Data to process |
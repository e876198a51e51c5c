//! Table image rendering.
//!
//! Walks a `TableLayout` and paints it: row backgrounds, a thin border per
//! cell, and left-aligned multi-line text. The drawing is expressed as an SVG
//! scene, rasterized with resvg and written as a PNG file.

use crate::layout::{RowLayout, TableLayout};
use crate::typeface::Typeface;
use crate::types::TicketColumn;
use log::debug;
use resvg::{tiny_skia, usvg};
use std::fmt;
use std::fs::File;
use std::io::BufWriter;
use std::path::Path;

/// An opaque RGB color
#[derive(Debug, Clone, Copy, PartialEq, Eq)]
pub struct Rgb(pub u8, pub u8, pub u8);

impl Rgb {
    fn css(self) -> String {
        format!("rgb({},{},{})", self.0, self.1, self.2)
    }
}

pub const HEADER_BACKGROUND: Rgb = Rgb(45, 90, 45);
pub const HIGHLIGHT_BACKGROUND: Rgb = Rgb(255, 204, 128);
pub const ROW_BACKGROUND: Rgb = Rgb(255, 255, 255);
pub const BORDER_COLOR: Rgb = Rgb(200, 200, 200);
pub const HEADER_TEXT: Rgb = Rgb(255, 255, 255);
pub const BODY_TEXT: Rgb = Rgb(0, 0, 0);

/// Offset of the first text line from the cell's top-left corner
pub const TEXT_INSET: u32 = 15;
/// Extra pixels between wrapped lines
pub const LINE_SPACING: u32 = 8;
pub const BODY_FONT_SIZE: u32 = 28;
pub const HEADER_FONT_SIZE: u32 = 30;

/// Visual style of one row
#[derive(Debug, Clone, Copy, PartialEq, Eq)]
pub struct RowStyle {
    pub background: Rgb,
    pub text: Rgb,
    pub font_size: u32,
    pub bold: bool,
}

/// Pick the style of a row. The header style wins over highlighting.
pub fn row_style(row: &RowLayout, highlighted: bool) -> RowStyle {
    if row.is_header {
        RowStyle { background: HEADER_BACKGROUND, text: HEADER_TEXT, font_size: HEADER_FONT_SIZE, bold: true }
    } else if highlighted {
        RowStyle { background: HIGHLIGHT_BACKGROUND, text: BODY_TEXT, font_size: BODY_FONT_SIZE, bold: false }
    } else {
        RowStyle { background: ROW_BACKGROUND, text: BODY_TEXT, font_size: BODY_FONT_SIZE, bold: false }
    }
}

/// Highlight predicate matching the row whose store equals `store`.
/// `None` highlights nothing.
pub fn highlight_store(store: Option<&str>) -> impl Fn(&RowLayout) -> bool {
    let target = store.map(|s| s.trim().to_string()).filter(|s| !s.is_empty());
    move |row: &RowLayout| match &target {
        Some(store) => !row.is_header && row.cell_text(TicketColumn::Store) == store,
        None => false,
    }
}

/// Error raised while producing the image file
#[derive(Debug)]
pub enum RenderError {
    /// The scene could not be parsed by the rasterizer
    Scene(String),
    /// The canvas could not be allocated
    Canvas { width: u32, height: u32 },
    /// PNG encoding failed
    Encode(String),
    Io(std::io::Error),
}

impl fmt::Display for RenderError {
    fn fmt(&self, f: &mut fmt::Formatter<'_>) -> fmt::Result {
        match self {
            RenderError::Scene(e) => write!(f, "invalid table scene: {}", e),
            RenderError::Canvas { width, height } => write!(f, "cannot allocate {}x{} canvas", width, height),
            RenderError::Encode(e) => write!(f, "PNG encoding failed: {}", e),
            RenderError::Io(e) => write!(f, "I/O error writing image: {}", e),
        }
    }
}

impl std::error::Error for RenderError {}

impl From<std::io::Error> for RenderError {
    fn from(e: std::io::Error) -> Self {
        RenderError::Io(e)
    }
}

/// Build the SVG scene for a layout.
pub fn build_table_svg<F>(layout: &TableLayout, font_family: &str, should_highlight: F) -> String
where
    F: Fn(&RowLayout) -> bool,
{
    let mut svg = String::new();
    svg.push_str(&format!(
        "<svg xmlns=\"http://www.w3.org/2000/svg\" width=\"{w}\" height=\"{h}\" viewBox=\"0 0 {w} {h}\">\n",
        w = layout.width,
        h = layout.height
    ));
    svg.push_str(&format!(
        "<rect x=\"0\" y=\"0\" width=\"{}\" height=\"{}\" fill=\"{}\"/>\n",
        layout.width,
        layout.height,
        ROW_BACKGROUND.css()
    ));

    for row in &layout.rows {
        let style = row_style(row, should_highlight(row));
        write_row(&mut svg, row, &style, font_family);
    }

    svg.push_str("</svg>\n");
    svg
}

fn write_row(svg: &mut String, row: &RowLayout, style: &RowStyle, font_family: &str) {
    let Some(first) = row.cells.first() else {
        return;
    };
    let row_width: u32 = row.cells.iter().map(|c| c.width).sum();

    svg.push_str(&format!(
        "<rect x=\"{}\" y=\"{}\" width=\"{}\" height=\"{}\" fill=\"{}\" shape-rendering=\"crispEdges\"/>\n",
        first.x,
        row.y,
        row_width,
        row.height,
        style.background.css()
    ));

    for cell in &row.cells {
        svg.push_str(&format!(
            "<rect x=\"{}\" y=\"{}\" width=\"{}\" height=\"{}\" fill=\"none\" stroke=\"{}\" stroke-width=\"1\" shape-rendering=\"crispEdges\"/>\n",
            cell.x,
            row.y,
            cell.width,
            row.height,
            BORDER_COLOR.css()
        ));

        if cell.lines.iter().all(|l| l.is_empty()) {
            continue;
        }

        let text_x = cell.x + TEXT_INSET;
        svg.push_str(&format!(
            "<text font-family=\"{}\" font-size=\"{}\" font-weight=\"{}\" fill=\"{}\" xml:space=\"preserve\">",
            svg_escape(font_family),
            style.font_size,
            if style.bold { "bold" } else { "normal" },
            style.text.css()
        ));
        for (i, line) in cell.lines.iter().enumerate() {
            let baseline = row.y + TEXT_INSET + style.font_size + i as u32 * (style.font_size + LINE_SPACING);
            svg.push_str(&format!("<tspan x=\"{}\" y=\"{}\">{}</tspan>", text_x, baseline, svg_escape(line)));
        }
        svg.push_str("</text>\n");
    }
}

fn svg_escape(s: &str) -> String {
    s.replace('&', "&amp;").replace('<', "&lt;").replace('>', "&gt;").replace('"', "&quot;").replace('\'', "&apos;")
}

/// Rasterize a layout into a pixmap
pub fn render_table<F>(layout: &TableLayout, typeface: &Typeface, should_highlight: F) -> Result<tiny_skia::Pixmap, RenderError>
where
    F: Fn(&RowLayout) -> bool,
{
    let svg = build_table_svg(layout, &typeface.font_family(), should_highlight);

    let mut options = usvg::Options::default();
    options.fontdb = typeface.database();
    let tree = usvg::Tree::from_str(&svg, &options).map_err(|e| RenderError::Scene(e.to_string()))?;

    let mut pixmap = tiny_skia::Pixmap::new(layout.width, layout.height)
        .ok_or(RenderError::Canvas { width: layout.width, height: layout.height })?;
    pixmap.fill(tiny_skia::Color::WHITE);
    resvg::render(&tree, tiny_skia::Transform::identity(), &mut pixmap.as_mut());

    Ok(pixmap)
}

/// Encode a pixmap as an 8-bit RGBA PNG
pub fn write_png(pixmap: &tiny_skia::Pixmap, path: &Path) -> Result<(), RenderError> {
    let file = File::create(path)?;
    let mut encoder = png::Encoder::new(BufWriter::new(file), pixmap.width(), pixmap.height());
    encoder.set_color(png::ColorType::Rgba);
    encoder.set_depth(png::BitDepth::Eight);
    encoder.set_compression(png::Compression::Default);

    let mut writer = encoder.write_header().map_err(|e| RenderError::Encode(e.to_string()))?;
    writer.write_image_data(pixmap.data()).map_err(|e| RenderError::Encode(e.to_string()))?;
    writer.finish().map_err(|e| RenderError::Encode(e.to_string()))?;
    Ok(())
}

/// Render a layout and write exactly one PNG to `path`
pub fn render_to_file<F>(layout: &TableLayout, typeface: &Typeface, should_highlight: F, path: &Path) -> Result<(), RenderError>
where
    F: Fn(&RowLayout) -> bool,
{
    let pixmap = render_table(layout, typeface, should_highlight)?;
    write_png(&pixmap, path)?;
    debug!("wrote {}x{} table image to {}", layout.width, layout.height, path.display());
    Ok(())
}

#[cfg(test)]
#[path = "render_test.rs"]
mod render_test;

...

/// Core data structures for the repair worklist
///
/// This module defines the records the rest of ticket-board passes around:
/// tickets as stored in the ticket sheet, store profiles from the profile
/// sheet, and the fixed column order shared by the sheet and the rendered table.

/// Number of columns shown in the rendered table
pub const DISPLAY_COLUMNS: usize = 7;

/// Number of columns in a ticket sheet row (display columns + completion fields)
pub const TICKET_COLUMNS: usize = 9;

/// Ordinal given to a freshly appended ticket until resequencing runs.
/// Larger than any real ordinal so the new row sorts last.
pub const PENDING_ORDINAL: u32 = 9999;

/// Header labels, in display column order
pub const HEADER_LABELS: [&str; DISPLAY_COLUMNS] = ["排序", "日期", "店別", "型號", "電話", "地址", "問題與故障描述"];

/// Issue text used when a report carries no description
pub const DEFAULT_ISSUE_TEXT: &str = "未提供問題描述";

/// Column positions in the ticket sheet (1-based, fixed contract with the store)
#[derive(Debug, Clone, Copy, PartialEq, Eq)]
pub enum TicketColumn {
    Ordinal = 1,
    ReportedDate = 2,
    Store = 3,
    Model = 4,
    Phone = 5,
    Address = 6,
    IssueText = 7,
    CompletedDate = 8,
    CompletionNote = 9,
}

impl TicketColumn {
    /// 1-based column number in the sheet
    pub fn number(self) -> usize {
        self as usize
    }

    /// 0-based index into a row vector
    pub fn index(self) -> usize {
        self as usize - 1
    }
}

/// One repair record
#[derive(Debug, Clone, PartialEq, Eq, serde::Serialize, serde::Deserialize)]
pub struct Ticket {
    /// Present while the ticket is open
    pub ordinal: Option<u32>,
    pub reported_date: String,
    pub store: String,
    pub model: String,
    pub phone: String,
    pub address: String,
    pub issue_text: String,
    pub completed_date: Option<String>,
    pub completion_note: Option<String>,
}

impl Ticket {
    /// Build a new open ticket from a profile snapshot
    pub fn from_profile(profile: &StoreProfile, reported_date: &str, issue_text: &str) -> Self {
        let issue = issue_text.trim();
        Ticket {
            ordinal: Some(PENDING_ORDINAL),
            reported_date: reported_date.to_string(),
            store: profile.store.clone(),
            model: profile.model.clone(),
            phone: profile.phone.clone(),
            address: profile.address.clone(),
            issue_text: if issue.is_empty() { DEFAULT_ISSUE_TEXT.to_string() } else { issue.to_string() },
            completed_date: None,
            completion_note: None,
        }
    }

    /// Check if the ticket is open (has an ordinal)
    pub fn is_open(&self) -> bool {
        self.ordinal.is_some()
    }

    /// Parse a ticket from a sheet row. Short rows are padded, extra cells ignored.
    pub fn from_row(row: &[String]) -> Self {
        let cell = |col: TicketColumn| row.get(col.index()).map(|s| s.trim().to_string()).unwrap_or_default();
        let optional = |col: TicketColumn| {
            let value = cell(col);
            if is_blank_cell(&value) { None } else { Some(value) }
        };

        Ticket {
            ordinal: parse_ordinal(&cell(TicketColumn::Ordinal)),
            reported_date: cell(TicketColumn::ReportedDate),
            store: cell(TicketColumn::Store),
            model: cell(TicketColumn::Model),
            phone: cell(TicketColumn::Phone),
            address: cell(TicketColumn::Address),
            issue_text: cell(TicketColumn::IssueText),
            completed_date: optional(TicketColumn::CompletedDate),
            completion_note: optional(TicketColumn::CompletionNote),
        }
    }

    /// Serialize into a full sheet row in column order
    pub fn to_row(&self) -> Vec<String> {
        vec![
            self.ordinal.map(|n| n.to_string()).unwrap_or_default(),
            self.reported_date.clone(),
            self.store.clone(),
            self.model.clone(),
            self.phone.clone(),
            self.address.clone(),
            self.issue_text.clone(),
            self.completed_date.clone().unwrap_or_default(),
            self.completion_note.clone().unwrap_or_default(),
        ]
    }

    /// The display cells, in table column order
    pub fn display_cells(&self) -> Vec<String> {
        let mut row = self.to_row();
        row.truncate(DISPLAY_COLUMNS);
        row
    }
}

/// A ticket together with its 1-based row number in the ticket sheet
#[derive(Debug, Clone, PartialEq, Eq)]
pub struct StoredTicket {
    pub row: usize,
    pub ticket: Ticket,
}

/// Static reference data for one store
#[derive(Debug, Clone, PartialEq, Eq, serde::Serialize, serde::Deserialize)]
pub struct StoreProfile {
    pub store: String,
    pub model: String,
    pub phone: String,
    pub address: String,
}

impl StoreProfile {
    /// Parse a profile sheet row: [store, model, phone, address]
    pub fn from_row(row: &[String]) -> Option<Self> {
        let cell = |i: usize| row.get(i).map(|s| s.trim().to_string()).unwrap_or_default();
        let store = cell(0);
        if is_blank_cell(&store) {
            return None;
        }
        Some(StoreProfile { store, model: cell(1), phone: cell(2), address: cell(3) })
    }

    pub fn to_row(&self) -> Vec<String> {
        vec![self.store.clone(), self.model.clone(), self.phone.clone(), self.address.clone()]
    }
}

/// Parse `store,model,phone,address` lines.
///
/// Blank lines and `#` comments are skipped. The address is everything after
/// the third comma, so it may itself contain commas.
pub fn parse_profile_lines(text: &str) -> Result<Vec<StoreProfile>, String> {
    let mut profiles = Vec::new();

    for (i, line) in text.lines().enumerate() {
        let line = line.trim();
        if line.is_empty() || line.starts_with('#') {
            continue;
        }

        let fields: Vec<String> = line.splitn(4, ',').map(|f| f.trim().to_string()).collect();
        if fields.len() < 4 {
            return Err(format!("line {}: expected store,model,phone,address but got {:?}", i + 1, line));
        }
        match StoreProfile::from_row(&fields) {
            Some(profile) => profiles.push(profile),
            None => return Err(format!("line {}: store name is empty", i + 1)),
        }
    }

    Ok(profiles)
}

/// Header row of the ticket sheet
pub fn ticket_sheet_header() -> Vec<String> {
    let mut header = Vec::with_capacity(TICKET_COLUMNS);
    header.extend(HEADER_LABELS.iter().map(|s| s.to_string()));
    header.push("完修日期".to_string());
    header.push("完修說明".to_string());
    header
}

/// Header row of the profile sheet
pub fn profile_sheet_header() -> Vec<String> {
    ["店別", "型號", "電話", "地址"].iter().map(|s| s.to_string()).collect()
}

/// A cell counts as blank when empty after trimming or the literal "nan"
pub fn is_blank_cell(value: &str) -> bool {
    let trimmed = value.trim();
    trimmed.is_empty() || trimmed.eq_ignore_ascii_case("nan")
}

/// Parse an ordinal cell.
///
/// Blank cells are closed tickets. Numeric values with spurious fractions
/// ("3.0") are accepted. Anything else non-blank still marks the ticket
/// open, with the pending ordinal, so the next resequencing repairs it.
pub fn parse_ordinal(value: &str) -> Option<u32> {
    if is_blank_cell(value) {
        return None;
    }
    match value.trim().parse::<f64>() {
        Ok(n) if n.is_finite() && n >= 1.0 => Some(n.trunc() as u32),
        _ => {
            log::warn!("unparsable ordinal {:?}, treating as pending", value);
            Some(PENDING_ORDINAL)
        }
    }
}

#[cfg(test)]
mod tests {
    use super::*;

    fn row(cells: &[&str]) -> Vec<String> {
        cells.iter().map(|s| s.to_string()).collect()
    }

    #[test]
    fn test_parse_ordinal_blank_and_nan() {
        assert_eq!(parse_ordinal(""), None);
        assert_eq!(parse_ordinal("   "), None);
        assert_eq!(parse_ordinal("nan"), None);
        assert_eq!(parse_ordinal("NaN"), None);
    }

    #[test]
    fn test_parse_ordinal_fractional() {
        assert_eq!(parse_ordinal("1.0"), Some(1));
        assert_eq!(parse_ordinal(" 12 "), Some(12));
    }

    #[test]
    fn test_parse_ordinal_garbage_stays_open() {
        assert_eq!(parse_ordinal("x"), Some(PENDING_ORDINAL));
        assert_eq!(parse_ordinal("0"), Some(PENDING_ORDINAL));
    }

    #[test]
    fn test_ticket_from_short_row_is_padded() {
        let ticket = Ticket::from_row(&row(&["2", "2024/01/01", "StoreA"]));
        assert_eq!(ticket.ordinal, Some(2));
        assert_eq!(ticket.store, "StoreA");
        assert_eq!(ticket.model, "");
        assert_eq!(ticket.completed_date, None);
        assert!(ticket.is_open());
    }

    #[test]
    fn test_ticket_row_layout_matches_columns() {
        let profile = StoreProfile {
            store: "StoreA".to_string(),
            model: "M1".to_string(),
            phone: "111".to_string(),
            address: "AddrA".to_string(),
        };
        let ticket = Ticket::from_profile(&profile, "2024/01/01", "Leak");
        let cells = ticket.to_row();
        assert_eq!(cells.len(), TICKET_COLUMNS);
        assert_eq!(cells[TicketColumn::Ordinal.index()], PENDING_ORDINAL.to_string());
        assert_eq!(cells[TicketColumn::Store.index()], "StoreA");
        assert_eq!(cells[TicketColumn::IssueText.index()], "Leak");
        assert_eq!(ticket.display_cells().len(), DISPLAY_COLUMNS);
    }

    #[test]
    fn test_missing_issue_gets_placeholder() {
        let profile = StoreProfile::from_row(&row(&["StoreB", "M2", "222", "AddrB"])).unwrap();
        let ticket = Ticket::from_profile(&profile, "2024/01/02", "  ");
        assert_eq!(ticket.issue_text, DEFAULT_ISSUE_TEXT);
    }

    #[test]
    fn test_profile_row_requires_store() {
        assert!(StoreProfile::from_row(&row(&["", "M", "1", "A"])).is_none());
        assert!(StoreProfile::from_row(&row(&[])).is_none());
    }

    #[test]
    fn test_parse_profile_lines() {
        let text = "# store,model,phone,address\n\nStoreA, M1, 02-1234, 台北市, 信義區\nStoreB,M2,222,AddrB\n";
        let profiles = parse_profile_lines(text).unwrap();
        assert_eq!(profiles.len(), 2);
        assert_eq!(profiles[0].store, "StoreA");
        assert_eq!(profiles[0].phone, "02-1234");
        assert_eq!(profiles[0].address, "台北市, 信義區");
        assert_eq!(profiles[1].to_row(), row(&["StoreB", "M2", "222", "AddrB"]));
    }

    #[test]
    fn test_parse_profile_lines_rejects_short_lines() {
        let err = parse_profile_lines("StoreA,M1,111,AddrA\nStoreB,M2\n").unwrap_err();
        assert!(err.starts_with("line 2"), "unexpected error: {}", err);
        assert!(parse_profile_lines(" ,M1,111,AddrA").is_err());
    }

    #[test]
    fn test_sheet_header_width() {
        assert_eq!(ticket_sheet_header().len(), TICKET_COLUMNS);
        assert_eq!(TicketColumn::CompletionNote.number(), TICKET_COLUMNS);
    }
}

Task | Pull out each line of the records holding the string "RowLayout".

Answer below |
use crate::layout::{RowLayout, TableLayout};
pub fn row_style(row: &RowLayout, highlighted: bool) -> RowStyle {
pub fn highlight_store(store: Option<&str>) -> impl Fn(&RowLayout) -> bool {
    move |row: &RowLayout| match &target {
    F: Fn(&RowLayout) -> bool,
fn write_row(svg: &mut String, row: &RowLayout, style: &RowStyle, font_family: &str) {
    F: Fn(&RowLayout) -> bool,
    F: Fn(&RowLayout) -> bool,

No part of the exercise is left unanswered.